= Brief =
A word-for-word copy of the whole listing is the required answer.
"""
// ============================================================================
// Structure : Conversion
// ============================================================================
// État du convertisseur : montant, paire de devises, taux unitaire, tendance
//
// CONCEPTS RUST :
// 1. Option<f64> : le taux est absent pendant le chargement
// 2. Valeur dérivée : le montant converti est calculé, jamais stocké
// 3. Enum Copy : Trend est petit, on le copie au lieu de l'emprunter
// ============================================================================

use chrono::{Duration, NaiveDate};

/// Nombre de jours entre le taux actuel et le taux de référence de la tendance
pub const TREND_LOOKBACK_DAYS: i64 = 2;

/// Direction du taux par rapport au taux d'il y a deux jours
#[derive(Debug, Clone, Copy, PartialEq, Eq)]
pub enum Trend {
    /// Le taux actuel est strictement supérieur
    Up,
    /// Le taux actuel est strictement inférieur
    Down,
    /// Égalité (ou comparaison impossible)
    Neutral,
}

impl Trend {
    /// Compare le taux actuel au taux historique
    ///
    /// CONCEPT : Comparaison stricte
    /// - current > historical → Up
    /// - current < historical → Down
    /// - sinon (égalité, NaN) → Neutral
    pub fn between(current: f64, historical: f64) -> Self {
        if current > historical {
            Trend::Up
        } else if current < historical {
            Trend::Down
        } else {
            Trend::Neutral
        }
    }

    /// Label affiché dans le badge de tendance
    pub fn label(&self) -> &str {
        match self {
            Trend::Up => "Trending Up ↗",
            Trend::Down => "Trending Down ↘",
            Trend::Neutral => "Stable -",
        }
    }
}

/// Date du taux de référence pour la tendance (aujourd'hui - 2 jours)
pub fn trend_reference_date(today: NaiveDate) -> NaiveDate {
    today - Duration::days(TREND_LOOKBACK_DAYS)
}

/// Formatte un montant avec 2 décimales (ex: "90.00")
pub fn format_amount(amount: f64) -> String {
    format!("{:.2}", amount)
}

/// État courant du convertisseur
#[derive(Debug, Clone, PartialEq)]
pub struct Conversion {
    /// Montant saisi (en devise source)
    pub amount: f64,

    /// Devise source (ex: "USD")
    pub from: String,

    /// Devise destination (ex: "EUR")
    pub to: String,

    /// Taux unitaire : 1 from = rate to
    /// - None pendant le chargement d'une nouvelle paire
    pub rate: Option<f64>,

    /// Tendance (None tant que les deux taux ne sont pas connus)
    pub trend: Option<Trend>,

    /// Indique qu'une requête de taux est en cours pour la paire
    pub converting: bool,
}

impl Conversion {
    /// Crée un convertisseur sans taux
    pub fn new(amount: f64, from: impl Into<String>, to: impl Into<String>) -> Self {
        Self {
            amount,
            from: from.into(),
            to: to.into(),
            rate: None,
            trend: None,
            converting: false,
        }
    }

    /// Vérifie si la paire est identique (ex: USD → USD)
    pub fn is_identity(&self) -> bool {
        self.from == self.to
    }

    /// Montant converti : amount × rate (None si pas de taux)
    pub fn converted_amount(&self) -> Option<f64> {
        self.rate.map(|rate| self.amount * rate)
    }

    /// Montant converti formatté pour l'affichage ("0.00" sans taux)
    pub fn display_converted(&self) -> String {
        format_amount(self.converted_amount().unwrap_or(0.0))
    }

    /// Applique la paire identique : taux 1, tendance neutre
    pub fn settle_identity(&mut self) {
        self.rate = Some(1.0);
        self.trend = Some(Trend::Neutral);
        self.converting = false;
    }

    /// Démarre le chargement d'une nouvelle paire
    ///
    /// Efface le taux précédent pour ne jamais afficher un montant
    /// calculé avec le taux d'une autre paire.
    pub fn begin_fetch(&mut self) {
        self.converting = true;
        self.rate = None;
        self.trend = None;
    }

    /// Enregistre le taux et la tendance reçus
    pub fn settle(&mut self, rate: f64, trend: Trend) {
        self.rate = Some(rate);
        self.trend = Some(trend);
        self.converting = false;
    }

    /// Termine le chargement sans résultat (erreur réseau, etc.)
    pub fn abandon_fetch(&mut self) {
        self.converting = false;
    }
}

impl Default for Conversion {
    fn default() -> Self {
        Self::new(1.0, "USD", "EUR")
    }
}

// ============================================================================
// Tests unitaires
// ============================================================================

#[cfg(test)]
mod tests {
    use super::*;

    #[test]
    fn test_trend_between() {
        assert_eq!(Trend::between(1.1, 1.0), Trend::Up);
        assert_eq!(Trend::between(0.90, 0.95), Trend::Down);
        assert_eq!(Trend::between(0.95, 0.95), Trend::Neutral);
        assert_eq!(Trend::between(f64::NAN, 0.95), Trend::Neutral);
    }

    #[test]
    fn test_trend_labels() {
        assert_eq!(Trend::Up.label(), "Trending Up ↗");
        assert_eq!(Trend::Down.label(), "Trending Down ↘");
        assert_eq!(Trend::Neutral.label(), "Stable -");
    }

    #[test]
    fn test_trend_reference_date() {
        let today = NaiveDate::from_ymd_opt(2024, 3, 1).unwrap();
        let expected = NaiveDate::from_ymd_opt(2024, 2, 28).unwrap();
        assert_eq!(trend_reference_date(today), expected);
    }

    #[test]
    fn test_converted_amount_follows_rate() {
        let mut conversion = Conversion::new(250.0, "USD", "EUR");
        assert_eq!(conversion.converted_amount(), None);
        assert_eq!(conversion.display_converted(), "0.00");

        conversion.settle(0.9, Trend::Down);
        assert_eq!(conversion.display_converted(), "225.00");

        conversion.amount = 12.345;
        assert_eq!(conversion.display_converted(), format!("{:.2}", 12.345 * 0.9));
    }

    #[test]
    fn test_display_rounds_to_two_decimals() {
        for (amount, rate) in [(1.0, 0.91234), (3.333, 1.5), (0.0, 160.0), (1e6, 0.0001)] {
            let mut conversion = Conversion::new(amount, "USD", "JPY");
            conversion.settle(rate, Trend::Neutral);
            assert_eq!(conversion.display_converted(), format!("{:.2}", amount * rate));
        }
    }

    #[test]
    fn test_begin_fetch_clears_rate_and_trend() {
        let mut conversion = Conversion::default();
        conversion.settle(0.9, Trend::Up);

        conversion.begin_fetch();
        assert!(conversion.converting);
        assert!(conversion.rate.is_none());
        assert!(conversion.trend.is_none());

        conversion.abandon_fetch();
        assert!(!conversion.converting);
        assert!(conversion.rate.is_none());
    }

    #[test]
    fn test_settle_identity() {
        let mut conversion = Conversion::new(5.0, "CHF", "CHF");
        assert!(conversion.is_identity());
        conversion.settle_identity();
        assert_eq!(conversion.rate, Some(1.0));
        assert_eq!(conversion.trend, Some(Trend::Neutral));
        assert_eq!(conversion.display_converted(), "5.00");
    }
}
"""
= Answer to the exercise =
// ============================================================================
// Structure : Conversion
// ============================================================================
// État du convertisseur : montant, paire de devises, taux unitaire, tendance
//
// CONCEPTS RUST :
// 1. Option<f64> : le taux est absent pendant le chargement
// 2. Valeur dérivée : le montant converti est calculé, jamais stocké
// 3. Enum Copy : Trend est petit, on le copie au lieu de l'emprunter
// ============================================================================

use chrono::{Duration, NaiveDate};

/// Nombre de jours entre le taux actuel et le taux de référence de la tendance
pub const TREND_LOOKBACK_DAYS: i64 = 2;

/// Direction du taux par rapport au taux d'il y a deux jours
#[derive(Debug, Clone, Copy, PartialEq, Eq)]
pub enum Trend {
    /// Le taux actuel est strictement supérieur
    Up,
    /// Le taux actuel est strictement inférieur
    Down,
    /// Égalité (ou comparaison impossible)
    Neutral,
}

impl Trend {
    /// Compare le taux actuel au taux historique
    ///
    /// CONCEPT : Comparaison stricte
    /// - current > historical → Up
    /// - current < historical → Down
    /// - sinon (égalité, NaN) → Neutral
    pub fn between(current: f64, historical: f64) -> Self {
        if current > historical {
            Trend::Up
        } else if current < historical {
            Trend::Down
        } else {
            Trend::Neutral
        }
    }

    /// Label affiché dans le badge de tendance
    pub fn label(&self) -> &str {
        match self {
            Trend::Up => "Trending Up ↗",
            Trend::Down => "Trending Down ↘",
            Trend::Neutral => "Stable -",
        }
    }
}

/// Date du taux de référence pour la tendance (aujourd'hui - 2 jours)
pub fn trend_reference_date(today: NaiveDate) -> NaiveDate {
    today - Duration::days(TREND_LOOKBACK_DAYS)
}

/// Formatte un montant avec 2 décimales (ex: "90.00")
pub fn format_amount(amount: f64) -> String {
    format!("{:.2}", amount)
}

/// État courant du convertisseur
#[derive(Debug, Clone, PartialEq)]
pub struct Conversion {
    /// Montant saisi (en devise source)
    pub amount: f64,

    /// Devise source (ex: "USD")
    pub from: String,

    /// Devise destination (ex: "EUR")
    pub to: String,

    /// Taux unitaire : 1 from = rate to
    /// - None pendant le chargement d'une nouvelle paire
    pub rate: Option<f64>,

    /// Tendance (None tant que les deux taux ne sont pas connus)
    pub trend: Option<Trend>,

    /// Indique qu'une requête de taux est en cours pour la paire
    pub converting: bool,
}

impl Conversion {
    /// Crée un convertisseur sans taux
    pub fn new(amount: f64, from: impl Into<String>, to: impl Into<String>) -> Self {
        Self {
            amount,
            from: from.into(),
            to: to.into(),
            rate: None,
            trend: None,
            converting: false,
        }
    }

    /// Vérifie si la paire est identique (ex: USD → USD)
    pub fn is_identity(&self) -> bool {
        self.from == self.to
    }

    /// Montant converti : amount × rate (None si pas de taux)
    pub fn converted_amount(&self) -> Option<f64> {
        self.rate.map(|rate| self.amount * rate)
    }

    /// Montant converti formatté pour l'affichage ("0.00" sans taux)
    pub fn display_converted(&self) -> String {
        format_amount(self.converted_amount().unwrap_or(0.0))
    }

    /// Applique la paire identique : taux 1, tendance neutre
    pub fn settle_identity(&mut self) {
        self.rate = Some(1.0);
        self.trend = Some(Trend::Neutral);
        self.converting = false;
    }

    /// Démarre le chargement d'une nouvelle paire
    ///
    /// Efface le taux précédent pour ne jamais afficher un montant
    /// calculé avec le taux d'une autre paire.
    pub fn begin_fetch(&mut self) {
        self.converting = true;
        self.rate = None;
        self.trend = None;
    }

    /// Enregistre le taux et la tendance reçus
    pub fn settle(&mut self, rate: f64, trend: Trend) {
        self.rate = Some(rate);
        self.trend = Some(trend);
        self.converting = false;
    }

    /// Termine le chargement sans résultat (erreur réseau, etc.)
    pub fn abandon_fetch(&mut self) {
        self.converting = false;
    }
}

impl Default for Conversion {
    fn default() -> Self {
        Self::new(1.0, "USD", "EUR")
    }
}

// ============================================================================
// Tests unitaires
// ============================================================================

#[cfg(test)]
mod tests {
    use super::*;

    #[test]
    fn test_trend_between() {
        assert_eq!(Trend::between(1.1, 1.0), Trend::Up);
        assert_eq!(Trend::between(0.90, 0.95), Trend::Down);
        assert_eq!(Trend::between(0.95, 0.95), Trend::Neutral);
        assert_eq!(Trend::between(f64::NAN, 0.95), Trend::Neutral);
    }

    #[test]
    fn test_trend_labels() {
        assert_eq!(Trend::Up.label(), "Trending Up ↗");
        assert_eq!(Trend::Down.label(), "Trending Down ↘");
        assert_eq!(Trend::Neutral.label(), "Stable -");
    }

    #[test]
    fn test_trend_reference_date() {
        let today = NaiveDate::from_ymd_opt(2024, 3, 1).unwrap();
        let expected = NaiveDate::from_ymd_opt(2024, 2, 28).unwrap();
        assert_eq!(trend_reference_date(today), expected);
    }

    #[test]
    fn test_converted_amount_follows_rate() {
        let mut conversion = Conversion::new(250.0, "USD", "EUR");
        assert_eq!(conversion.converted_amount(), None);
        assert_eq!(conversion.display_converted(), "0.00");

        conversion.settle(0.9, Trend::Down);
        assert_eq!(conversion.display_converted(), "225.00");

        conversion.amount = 12.345;
        assert_eq!(conversion.display_converted(), format!("{:.2}", 12.345 * 0.9));
    }

    #[test]
    fn test_display_rounds_to_two_decimals() {
        for (amount, rate) in [(1.0, 0.91234), (3.333, 1.5), (0.0, 160.0), (1e6, 0.0001)] {
            let mut conversion = Conversion::new(amount, "USD", "JPY");
            conversion.settle(rate, Trend::Neutral);
            assert_eq!(conversion.display_converted(), format!("{:.2}", amount * rate));
        }
    }

    #[test]
    fn test_begin_fetch_clears_rate_and_trend() {
        let mut conversion = Conversion::default();
        conversion.settle(0.9, Trend::Up);

        conversion.begin_fetch();
        assert!(conversion.converting);
        assert!(conversion.rate.is_none());
        assert!(conversion.trend.is_none());

        conversion.abandon_fetch();
        assert!(!conversion.converting);
        assert!(conversion.rate.is_none());
    }

    #[test]
    fn test_settle_identity() {
        let mut conversion = Conversion::new(5.0, "CHF", "CHF");
        assert!(conversion.is_identity());
        conversion.settle_identity();
        assert_eq!(conversion.rate, Some(1.0));
        assert_eq!(conversion.trend, Some(Trend::Neutral));
        assert_eq!(conversion.display_converted(), "5.00");
    }
}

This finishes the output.